**Task goal:**
Word for word, give every line of the listing again.

━━━━━━━━━━

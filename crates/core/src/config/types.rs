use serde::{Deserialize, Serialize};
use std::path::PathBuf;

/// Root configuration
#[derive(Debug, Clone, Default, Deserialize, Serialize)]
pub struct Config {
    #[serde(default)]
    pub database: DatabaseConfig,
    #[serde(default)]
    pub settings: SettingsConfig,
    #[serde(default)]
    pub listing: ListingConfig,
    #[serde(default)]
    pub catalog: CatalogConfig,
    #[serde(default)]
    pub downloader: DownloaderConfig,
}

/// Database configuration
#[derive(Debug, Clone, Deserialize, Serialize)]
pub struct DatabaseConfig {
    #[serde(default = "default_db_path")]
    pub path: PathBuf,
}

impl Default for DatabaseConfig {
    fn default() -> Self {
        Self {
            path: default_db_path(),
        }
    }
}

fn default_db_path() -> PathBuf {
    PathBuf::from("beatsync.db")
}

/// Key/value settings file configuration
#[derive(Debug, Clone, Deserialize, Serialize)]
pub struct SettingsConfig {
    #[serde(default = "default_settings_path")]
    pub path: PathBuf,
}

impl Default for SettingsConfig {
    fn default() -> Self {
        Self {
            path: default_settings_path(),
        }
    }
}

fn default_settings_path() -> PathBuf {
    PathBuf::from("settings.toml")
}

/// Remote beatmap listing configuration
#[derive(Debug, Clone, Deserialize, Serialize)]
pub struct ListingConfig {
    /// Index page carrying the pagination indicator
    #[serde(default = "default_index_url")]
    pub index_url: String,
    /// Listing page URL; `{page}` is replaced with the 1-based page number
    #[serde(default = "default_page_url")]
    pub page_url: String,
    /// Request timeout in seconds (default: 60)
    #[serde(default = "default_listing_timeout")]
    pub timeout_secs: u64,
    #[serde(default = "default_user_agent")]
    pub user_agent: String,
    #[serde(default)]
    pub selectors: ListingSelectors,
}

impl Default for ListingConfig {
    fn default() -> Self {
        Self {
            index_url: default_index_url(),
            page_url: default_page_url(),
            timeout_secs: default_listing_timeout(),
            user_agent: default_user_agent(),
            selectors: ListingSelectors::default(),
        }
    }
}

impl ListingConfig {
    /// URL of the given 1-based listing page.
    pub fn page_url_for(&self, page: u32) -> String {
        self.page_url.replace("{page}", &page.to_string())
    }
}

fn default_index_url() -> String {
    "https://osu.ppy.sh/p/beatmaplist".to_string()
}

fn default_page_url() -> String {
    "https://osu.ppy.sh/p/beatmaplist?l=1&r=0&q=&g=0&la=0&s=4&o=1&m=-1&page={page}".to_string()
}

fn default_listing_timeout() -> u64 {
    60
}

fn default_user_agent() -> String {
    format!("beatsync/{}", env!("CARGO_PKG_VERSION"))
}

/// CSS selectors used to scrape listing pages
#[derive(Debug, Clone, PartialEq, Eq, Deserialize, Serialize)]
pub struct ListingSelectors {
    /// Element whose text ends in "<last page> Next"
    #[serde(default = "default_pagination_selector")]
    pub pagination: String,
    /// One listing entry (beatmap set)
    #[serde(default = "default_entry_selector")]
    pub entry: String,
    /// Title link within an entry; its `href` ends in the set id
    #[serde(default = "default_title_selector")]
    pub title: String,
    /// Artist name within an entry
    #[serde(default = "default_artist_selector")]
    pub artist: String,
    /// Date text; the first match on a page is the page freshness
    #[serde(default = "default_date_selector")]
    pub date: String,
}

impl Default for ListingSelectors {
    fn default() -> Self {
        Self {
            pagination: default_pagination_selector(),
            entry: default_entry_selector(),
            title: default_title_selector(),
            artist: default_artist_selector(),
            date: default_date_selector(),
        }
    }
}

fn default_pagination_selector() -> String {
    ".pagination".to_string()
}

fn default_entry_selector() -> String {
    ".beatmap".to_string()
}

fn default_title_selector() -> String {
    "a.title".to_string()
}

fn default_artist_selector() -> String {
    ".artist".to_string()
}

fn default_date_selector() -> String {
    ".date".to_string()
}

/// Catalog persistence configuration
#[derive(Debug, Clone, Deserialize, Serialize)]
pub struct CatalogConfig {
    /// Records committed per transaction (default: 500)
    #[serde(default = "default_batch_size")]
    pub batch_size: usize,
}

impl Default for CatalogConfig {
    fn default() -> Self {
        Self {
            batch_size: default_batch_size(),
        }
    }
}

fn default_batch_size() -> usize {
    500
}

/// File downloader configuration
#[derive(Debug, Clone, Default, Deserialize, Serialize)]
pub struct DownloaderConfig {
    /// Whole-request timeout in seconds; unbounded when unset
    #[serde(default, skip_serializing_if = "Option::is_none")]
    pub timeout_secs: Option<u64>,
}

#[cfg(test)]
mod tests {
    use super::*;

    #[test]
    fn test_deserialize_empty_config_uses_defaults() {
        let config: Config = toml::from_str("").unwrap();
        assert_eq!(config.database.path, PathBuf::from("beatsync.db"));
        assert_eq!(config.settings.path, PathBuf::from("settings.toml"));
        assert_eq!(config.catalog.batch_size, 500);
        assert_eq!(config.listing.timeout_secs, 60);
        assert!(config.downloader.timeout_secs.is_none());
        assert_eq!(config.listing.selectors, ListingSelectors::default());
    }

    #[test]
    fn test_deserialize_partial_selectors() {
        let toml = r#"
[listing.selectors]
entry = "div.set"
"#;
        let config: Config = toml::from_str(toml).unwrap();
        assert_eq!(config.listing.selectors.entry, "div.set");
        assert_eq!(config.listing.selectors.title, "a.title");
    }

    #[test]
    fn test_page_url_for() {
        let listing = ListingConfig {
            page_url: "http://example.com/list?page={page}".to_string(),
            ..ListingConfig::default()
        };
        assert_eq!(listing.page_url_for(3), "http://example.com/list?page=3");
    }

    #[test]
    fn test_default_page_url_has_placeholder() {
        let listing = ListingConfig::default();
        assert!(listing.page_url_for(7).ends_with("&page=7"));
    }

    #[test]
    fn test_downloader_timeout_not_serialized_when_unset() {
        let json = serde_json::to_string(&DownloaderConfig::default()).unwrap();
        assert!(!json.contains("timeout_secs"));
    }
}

━━━━━━━━━━

**Response to the exercise:**
filename crates/core/src/config/types.rs
use serde::{Deserialize, Serialize};
use std::path::PathBuf;

/// Root configuration
#[derive(Debug, Clone, Default, Deserialize, Serialize)]
pub struct Config {
    #[serde(default)]
    pub database: DatabaseConfig,
    #[serde(default)]
    pub settings: SettingsConfig,
    #[serde(default)]
    pub listing: ListingConfig,
    #[serde(default)]
    pub catalog: CatalogConfig,
    #[serde(default)]
    pub downloader: DownloaderConfig,
}

/// Database configuration
#[derive(Debug, Clone, Deserialize, Serialize)]
pub struct DatabaseConfig {
    #[serde(default = "default_db_path")]
    pub path: PathBuf,
}

impl Default for DatabaseConfig {
    fn default() -> Self {
        Self {
            path: default_db_path(),
        }
    }
}

fn default_db_path() -> PathBuf {
    PathBuf::from("beatsync.db")
}

/// Key/value settings file configuration
#[derive(Debug, Clone, Deserialize, Serialize)]
pub struct SettingsConfig {
    #[serde(default = "default_settings_path")]
    pub path: PathBuf,
}

impl Default for SettingsConfig {
    fn default() -> Self {
        Self {
            path: default_settings_path(),
        }
    }
}

fn default_settings_path() -> PathBuf {
    PathBuf::from("settings.toml")
}

/// Remote beatmap listing configuration
#[derive(Debug, Clone, Deserialize, Serialize)]
pub struct ListingConfig {
    /// Index page carrying the pagination indicator
    #[serde(default = "default_index_url")]
    pub index_url: String,
    /// Listing page URL; `{page}` is replaced with the 1-based page number
    #[serde(default = "default_page_url")]
    pub page_url: String,
    /// Request timeout in seconds (default: 60)
    #[serde(default = "default_listing_timeout")]
    pub timeout_secs: u64,
    #[serde(default = "default_user_agent")]
    pub user_agent: String,
    #[serde(default)]
    pub selectors: ListingSelectors,
}

impl Default for ListingConfig {
    fn default() -> Self {
        Self {
            index_url: default_index_url(),
            page_url: default_page_url(),
            timeout_secs: default_listing_timeout(),
            user_agent: default_user_agent(),
            selectors: ListingSelectors::default(),
        }
    }
}

impl ListingConfig {
    /// URL of the given 1-based listing page.
    pub fn page_url_for(&self, page: u32) -> String {
        self.page_url.replace("{page}", &page.to_string())
    }
}

fn default_index_url() -> String {
    "https://osu.ppy.sh/p/beatmaplist".to_string()
}

fn default_page_url() -> String {
    "https://osu.ppy.sh/p/beatmaplist?l=1&r=0&q=&g=0&la=0&s=4&o=1&m=-1&page={page}".to_string()
}

fn default_listing_timeout() -> u64 {
    60
}

fn default_user_agent() -> String {
    format!("beatsync/{}", env!("CARGO_PKG_VERSION"))
}

/// CSS selectors used to scrape listing pages
#[derive(Debug, Clone, PartialEq, Eq, Deserialize, Serialize)]
pub struct ListingSelectors {
    /// Element whose text ends in "<last page> Next"
    #[serde(default = "default_pagination_selector")]
    pub pagination: String,
    /// One listing entry (beatmap set)
    #[serde(default = "default_entry_selector")]
    pub entry: String,
    /// Title link within an entry; its `href` ends in the set id
    #[serde(default = "default_title_selector")]
    pub title: String,
    /// Artist name within an entry
    #[serde(default = "default_artist_selector")]
    pub artist: String,
    /// Date text; the first match on a page is the page freshness
    #[serde(default = "default_date_selector")]
    pub date: String,
}

impl Default for ListingSelectors {
    fn default() -> Self {
        Self {
            pagination: default_pagination_selector(),
            entry: default_entry_selector(),
            title: default_title_selector(),
            artist: default_artist_selector(),
            date: default_date_selector(),
        }
    }
}

fn default_pagination_selector() -> String {
    ".pagination".to_string()
}

fn default_entry_selector() -> String {
    ".beatmap".to_string()
}

fn default_title_selector() -> String {
    "a.title".to_string()
}

fn default_artist_selector() -> String {
    ".artist".to_string()
}

fn default_date_selector() -> String {
    ".date".to_string()
}

/// Catalog persistence configuration
#[derive(Debug, Clone, Deserialize, Serialize)]
pub struct CatalogConfig {
    /// Records committed per transaction (default: 500)
    #[serde(default = "default_batch_size")]
    pub batch_size: usize,
}

impl Default for CatalogConfig {
    fn default() -> Self {
        Self {
            batch_size: default_batch_size(),
        }
    }
}

fn default_batch_size() -> usize {
    500
}

/// File downloader configuration
#[derive(Debug, Clone, Default, Deserialize, Serialize)]
pub struct DownloaderConfig {
    /// Whole-request timeout in seconds; unbounded when unset
    #[serde(default, skip_serializing_if = "Option::is_none")]
    pub timeout_secs: Option<u64>,
}

#[cfg(test)]
mod tests {
    use super::*;

    #[test]
    fn test_deserialize_empty_config_uses_defaults() {
        let config: Config = toml::from_str("").unwrap();
        assert_eq!(config.database.path, PathBuf::from("beatsync.db"));
        assert_eq!(config.settings.path, PathBuf::from("settings.toml"));
        assert_eq!(config.catalog.batch_size, 500);
        assert_eq!(config.listing.timeout_secs, 60);
        assert!(config.downloader.timeout_secs.is_none());
        assert_eq!(config.listing.selectors, ListingSelectors::default());
    }

    #[test]
    fn test_deserialize_partial_selectors() {
        let toml = r#"
[listing.selectors]
entry = "div.set"
"#;
        let config: Config = toml::from_str(toml).unwrap();
        assert_eq!(config.listing.selectors.entry, "div.set");
        assert_eq!(config.listing.selectors.title, "a.title");
    }

    #[test]
    fn test_page_url_for() {
        let listing = ListingConfig {
            page_url: "http://example.com/list?page={page}".to_string(),
            ..ListingConfig::default()
        };
        assert_eq!(listing.page_url_for(3), "http://example.com/list?page=3");
    }

    #[test]
    fn test_default_page_url_has_placeholder() {
        let listing = ListingConfig::default();
        assert!(listing.page_url_for(7).ends_with("&page=7"));
    }

    #[test]
    fn test_downloader_timeout_not_serialized_when_unset() {
        let json = serde_json::to_string(&DownloaderConfig::default()).unwrap();
        assert!(!json.contains("timeout_secs"));
    }
}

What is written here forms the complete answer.